**Work task:** A complete and exact copy of the data below is the task.

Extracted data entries
=-=-=-=-=

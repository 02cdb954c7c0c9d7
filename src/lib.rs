//! # pizman - Pizzeria Config Manager
//!
//! A small, framework-agnostic library for managing named pizzeria
//! configurations: a base price plus named option sets of priced options.
//!
//! ## Features
//!
//! - **Configuration directory**: one [`PizzaConfig`] per pizzeria name,
//!   with duplicate-protected creation
//! - **Nested updates**: rename option sets, overwrite base and option
//!   prices in place
//! - **Reporting**: human-readable rendering of a stored configuration
//! - **Config sources**: pluggable [`ConfigSource`] collaborators
//!   ([`JsonFileSource`] with the default `json` feature)
//! - **Change events**: register callbacks for configuration changes
//!
//! ## Quick Start
//!
//! ```
//! use pizman::{OptionSet, PizzaConfig, PizzeriaManager};
//!
//! let mut manager = PizzeriaManager::new();
//!
//! let config = PizzaConfig::new(9.99)
//!     .with_option_set(
//!         OptionSet::new("Toppings")
//!             .with_option("Cheese", 1.50)
//!             .with_option("Pepperoni", 2.00),
//!     );
//!
//! manager.create_pizzeria("Mario's", vec![config])?;
//! manager.update_option_price("Mario's", "Toppings", "Cheese", 1.75)?;
//!
//! println!("{}", manager.print_pizzeria("Mario's")?);
//! # Ok::<(), pizman::Error>(())
//! ```
//!
//! ## Status Reporting
//!
//! Every operation returns `Result<String>`: `Ok` carries the status
//! message (or the rendered report), `Err` carries a typed [`Error`] whose
//! display text is the failure message. All failures are expected and
//! non-fatal; a failed operation never mutates the store.
//!
//! ## Change Events
//!
//! ```
//! use pizman::{PizzaConfig, PizzeriaManager};
//!
//! let mut manager = PizzeriaManager::new();
//! manager.events_mut().watch("Mario's", |event| {
//!     println!("Mario's changed: {event:?}");
//! });
//!
//! manager.create_pizzeria("Mario's", vec![PizzaConfig::new(9.99)])?;
//! # Ok::<(), pizman::Error>(())
//! ```
//!
//! ## Loading From a Source
//!
//! The manager never does file I/O itself. [`configure_pizzeria_from`]
//! takes any [`ConfigSource`] and applies create-or-overwrite semantics to
//! whatever it produces:
//!
//! ```no_run
//! use pizman::{JsonFileSource, PizzeriaManager};
//!
//! let mut manager = PizzeriaManager::new();
//! let source = JsonFileSource::new().base_dir("~/.config/pizman");
//! manager.configure_pizzeria_from(&source, "Mario's", "marios.json")?;
//! # Ok::<(), pizman::Error>(())
//! ```
//!
//! [`configure_pizzeria_from`]: PizzeriaManager::configure_pizzeria_from

// Core modules
mod config;
mod error;
mod events;
mod manager;
mod source;
mod store;

// Re-exports from core
pub use config::{OptionItem, OptionSet, PizzaConfig};
pub use error::{Error, Result};
pub use events::{ChangeCallback, ChangeEvent, EventManager};
pub use manager::PizzeriaManager;
pub use source::ConfigSource;
pub use store::ConfigStore;

#[cfg(feature = "json")]
pub use source::JsonFileSource;
//! Error types for pizman library

use std::path::PathBuf;
use thiserror::Error;

/// Result type alias for pizman operations
pub type Result<T> = std::result::Result<T, Error>;

/// Main error type for pizman library
///
/// Every variant is an expected, non-fatal condition: the failed operation
/// reports it and leaves the store unchanged.
#[derive(Error, Debug)]
pub enum Error {
    // -------------------------------------------------------------------------
    // Directory Errors
    // -------------------------------------------------------------------------
    #[error("Pizzeria '{0}' not found")]
    PizzeriaNotFound(String),

    #[error("Pizzeria '{0}' already exists")]
    PizzeriaExists(String),

    #[error("No pizza configurations provided")]
    NoConfigs,

    // -------------------------------------------------------------------------
    // Configuration Errors
    // -------------------------------------------------------------------------
    #[error("OptionSet '{0}' not found")]
    OptionSetNotFound(String),

    #[error("Option '{option}' not found in OptionSet '{set}'")]
    OptionNotFound { set: String, option: String },

    // -------------------------------------------------------------------------
    // Source Errors
    // -------------------------------------------------------------------------
    #[error("Failed to read config source '{path}': {source}")]
    FileRead {
        path: PathBuf,
        #[source]
        source: std::io::Error,
    },

    #[error("Failed to parse config source: {0}")]
    Parse(#[from] serde_json::Error),
}

impl Error {
    /// Check if this is a "not found" type error
    #[must_use]
    pub fn is_not_found(&self) -> bool {
        matches!(
            self,
            Error::PizzeriaNotFound(_) | Error::OptionSetNotFound(_) | Error::OptionNotFound { .. }
        )
    }
}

=-=-=-=-=

**Result of this exercise:**
repository 02cdb954c7c0c9d7
filename src/lib.rs
//! # pizman - Pizzeria Config Manager
//!
//! A small, framework-agnostic library for managing named pizzeria
//! configurations: a base price plus named option sets of priced options.
//!
//! ## Features
//!
//! - **Configuration directory**: one [`PizzaConfig`] per pizzeria name,
//!   with duplicate-protected creation
//! - **Nested updates**: rename option sets, overwrite base and option
//!   prices in place
//! - **Reporting**: human-readable rendering of a stored configuration
//! - **Config sources**: pluggable [`ConfigSource`] collaborators
//!   ([`JsonFileSource`] with the default `json` feature)
//! - **Change events**: register callbacks for configuration changes
//!
//! ## Quick Start
//!
//! ```
//! use pizman::{OptionSet, PizzaConfig, PizzeriaManager};
//!
//! let mut manager = PizzeriaManager::new();
//!
//! let config = PizzaConfig::new(9.99)
//!     .with_option_set(
//!         OptionSet::new("Toppings")
//!             .with_option("Cheese", 1.50)
//!             .with_option("Pepperoni", 2.00),
//!     );
//!
//! manager.create_pizzeria("Mario's", vec![config])?;
//! manager.update_option_price("Mario's", "Toppings", "Cheese", 1.75)?;
//!
//! println!("{}", manager.print_pizzeria("Mario's")?);
//! # Ok::<(), pizman::Error>(())
//! ```
//!
//! ## Status Reporting
//!
//! Every operation returns `Result<String>`: `Ok` carries the status
//! message (or the rendered report), `Err` carries a typed [`Error`] whose
//! display text is the failure message. All failures are expected and
//! non-fatal; a failed operation never mutates the store.
//!
//! ## Change Events
//!
//! ```
//! use pizman::{PizzaConfig, PizzeriaManager};
//!
//! let mut manager = PizzeriaManager::new();
//! manager.events_mut().watch("Mario's", |event| {
//!     println!("Mario's changed: {event:?}");
//! });
//!
//! manager.create_pizzeria("Mario's", vec![PizzaConfig::new(9.99)])?;
//! # Ok::<(), pizman::Error>(())
//! ```
//!
//! ## Loading From a Source
//!
//! The manager never does file I/O itself. [`configure_pizzeria_from`]
//! takes any [`ConfigSource`] and applies create-or-overwrite semantics to
//! whatever it produces:
//!
//! ```no_run
//! use pizman::{JsonFileSource, PizzeriaManager};
//!
//! let mut manager = PizzeriaManager::new();
//! let source = JsonFileSource::new().base_dir("~/.config/pizman");
//! manager.configure_pizzeria_from(&source, "Mario's", "marios.json")?;
//! # Ok::<(), pizman::Error>(())
//! ```
//!
//! [`configure_pizzeria_from`]: PizzeriaManager::configure_pizzeria_from

// Core modules
mod config;
mod error;
mod events;
mod manager;
mod source;
mod store;

// Re-exports from core
pub use config::{OptionItem, OptionSet, PizzaConfig};
pub use error::{Error, Result};
pub use events::{ChangeCallback, ChangeEvent, EventManager};
pub use manager::PizzeriaManager;
pub use source::ConfigSource;
pub use store::ConfigStore;

#[cfg(feature = "json")]
pub use source::JsonFileSource;
//! Error types for pizman library

use std::path::PathBuf;
use thiserror::Error;

/// Result type alias for pizman operations
pub type Result<T> = std::result::Result<T, Error>;

/// Main error type for pizman library
///
/// Every variant is an expected, non-fatal condition: the failed operation
/// reports it and leaves the store unchanged.
#[derive(Error, Debug)]
pub enum Error {
    // -------------------------------------------------------------------------
    // Directory Errors
    // -------------------------------------------------------------------------
    #[error("Pizzeria '{0}' not found")]
    PizzeriaNotFound(String),

    #[error("Pizzeria '{0}' already exists")]
    PizzeriaExists(String),

    #[error("No pizza configurations provided")]
    NoConfigs,

    // -------------------------------------------------------------------------
    // Configuration Errors
    // -------------------------------------------------------------------------
    #[error("OptionSet '{0}' not found")]
    OptionSetNotFound(String),

    #[error("Option '{option}' not found in OptionSet '{set}'")]
    OptionNotFound { set: String, option: String },

    // -------------------------------------------------------------------------
    // Source Errors
    // -------------------------------------------------------------------------
    #[error("Failed to read config source '{path}': {source}")]
    FileRead {
        path: PathBuf,
        #[source]
        source: std::io::Error,
    },

    #[error("Failed to parse config source: {0}")]
    Parse(#[from] serde_json::Error),
}

impl Error {
    /// Check if this is a "not found" type error
    #[must_use]
    pub fn is_not_found(&self) -> bool {
        matches!(
            self,
            Error::PizzeriaNotFound(_) | Error::OptionSetNotFound(_) | Error::OptionNotFound { .. }
        )
    }
}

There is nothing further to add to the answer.